Records to use
──────

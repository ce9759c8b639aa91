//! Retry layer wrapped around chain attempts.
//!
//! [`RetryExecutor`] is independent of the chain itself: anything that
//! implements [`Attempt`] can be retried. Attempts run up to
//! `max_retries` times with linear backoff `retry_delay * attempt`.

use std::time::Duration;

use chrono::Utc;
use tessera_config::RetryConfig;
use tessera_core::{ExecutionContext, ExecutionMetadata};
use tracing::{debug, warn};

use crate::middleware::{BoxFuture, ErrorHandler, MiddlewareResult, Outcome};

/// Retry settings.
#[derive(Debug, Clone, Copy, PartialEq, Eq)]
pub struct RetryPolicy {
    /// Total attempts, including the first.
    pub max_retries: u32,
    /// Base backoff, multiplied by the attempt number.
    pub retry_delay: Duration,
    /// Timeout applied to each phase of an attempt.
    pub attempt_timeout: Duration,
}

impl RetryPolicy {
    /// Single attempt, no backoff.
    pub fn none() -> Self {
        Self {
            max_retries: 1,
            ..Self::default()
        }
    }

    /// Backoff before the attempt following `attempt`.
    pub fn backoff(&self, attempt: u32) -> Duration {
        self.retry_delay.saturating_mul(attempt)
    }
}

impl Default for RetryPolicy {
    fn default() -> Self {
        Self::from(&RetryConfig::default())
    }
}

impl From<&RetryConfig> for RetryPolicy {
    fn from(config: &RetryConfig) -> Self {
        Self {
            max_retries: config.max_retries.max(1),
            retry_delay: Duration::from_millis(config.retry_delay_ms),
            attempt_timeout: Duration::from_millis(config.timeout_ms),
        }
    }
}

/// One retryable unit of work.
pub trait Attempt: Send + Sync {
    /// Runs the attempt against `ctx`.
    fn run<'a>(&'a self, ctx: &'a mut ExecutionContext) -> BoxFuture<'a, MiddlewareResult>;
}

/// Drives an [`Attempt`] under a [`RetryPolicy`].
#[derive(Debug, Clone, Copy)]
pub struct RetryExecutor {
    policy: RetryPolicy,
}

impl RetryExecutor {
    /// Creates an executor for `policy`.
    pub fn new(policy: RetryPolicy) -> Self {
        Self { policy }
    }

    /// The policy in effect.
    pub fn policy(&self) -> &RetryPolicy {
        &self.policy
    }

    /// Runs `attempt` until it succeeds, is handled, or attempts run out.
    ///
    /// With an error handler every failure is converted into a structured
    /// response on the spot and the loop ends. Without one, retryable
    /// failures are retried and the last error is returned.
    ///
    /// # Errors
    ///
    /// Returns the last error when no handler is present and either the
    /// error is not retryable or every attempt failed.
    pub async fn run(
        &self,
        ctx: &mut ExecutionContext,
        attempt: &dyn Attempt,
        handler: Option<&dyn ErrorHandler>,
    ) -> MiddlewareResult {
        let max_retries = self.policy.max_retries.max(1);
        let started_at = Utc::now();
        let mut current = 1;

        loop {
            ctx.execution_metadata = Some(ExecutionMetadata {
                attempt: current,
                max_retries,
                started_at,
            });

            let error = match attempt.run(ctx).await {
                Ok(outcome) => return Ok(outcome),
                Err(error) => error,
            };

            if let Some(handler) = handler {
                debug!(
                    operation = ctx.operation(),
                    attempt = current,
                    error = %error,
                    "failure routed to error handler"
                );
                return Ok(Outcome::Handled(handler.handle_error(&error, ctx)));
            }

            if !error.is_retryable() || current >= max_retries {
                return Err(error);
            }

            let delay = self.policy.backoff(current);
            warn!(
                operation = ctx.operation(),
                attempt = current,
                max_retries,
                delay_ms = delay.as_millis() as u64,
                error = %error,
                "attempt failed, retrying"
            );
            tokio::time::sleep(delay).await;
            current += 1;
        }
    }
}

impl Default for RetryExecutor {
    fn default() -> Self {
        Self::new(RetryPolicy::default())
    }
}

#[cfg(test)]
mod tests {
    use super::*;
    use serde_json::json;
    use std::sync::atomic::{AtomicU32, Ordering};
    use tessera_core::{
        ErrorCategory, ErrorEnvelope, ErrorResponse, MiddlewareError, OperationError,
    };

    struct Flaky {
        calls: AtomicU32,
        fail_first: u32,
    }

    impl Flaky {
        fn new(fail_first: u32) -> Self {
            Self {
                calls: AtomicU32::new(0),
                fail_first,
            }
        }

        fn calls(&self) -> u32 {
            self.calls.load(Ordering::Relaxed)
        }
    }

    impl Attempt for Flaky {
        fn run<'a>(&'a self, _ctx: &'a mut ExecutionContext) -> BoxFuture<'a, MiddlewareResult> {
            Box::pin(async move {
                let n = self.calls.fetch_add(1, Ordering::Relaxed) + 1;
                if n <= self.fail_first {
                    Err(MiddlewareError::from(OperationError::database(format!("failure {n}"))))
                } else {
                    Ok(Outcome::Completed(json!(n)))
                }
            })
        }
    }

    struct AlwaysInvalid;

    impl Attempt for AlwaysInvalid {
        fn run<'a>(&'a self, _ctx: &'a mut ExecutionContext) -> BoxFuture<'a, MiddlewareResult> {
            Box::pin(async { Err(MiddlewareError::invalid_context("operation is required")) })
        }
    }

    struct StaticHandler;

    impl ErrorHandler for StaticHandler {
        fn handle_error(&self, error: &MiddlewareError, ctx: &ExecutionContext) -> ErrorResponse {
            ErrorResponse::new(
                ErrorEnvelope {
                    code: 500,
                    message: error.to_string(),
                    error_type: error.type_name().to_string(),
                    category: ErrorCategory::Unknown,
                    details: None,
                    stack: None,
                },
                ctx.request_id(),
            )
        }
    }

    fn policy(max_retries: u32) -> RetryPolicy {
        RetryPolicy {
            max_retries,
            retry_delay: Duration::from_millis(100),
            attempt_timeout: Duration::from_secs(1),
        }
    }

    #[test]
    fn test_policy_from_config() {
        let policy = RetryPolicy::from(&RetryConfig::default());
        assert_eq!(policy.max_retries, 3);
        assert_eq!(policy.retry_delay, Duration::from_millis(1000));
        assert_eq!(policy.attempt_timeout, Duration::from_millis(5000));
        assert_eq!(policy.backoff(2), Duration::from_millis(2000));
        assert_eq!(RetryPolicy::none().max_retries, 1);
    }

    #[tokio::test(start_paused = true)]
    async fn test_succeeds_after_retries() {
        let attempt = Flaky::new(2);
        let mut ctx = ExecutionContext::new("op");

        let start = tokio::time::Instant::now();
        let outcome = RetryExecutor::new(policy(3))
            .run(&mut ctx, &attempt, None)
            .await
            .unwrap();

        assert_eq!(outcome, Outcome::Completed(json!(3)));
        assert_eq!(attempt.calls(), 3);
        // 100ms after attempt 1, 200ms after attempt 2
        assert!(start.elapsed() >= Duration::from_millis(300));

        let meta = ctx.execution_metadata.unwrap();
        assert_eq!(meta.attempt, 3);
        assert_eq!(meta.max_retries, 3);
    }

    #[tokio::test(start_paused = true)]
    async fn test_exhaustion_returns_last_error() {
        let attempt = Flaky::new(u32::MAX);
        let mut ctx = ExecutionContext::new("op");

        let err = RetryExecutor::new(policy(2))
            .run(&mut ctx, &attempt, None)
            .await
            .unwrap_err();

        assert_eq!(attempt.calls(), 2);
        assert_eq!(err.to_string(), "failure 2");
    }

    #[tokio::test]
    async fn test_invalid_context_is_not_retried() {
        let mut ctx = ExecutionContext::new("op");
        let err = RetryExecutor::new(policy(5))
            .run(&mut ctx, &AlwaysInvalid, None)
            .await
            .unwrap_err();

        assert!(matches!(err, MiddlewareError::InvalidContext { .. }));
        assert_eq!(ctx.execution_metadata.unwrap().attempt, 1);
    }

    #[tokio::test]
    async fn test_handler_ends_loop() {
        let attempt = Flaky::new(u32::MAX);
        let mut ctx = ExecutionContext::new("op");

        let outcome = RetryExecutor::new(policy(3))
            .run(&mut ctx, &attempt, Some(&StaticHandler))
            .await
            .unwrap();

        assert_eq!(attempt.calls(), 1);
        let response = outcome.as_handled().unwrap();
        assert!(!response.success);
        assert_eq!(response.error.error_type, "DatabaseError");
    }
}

──────

Your objective
Starting at the line above that holds "let attempt = Flaky::new(2);" and ending at the line that holds "let err = RetryExecutor::new(policy(2))", transcribe each line exactly and include no other lines.

Expected answer
        let attempt = Flaky::new(2);
        let mut ctx = ExecutionContext::new("op");

        let start = tokio::time::Instant::now();
        let outcome = RetryExecutor::new(policy(3))
            .run(&mut ctx, &attempt, None)
            .await
            .unwrap();

        assert_eq!(outcome, Outcome::Completed(json!(3)));
        assert_eq!(attempt.calls(), 3);
        // 100ms after attempt 1, 200ms after attempt 2
        assert!(start.elapsed() >= Duration::from_millis(300));

        let meta = ctx.execution_metadata.unwrap();
        assert_eq!(meta.attempt, 3);
        assert_eq!(meta.max_retries, 3);
    }

    #[tokio::test(start_paused = true)]
    async fn test_exhaustion_returns_last_error() {
        let attempt = Flaky::new(u32::MAX);
        let mut ctx = ExecutionContext::new("op");

        let err = RetryExecutor::new(policy(2))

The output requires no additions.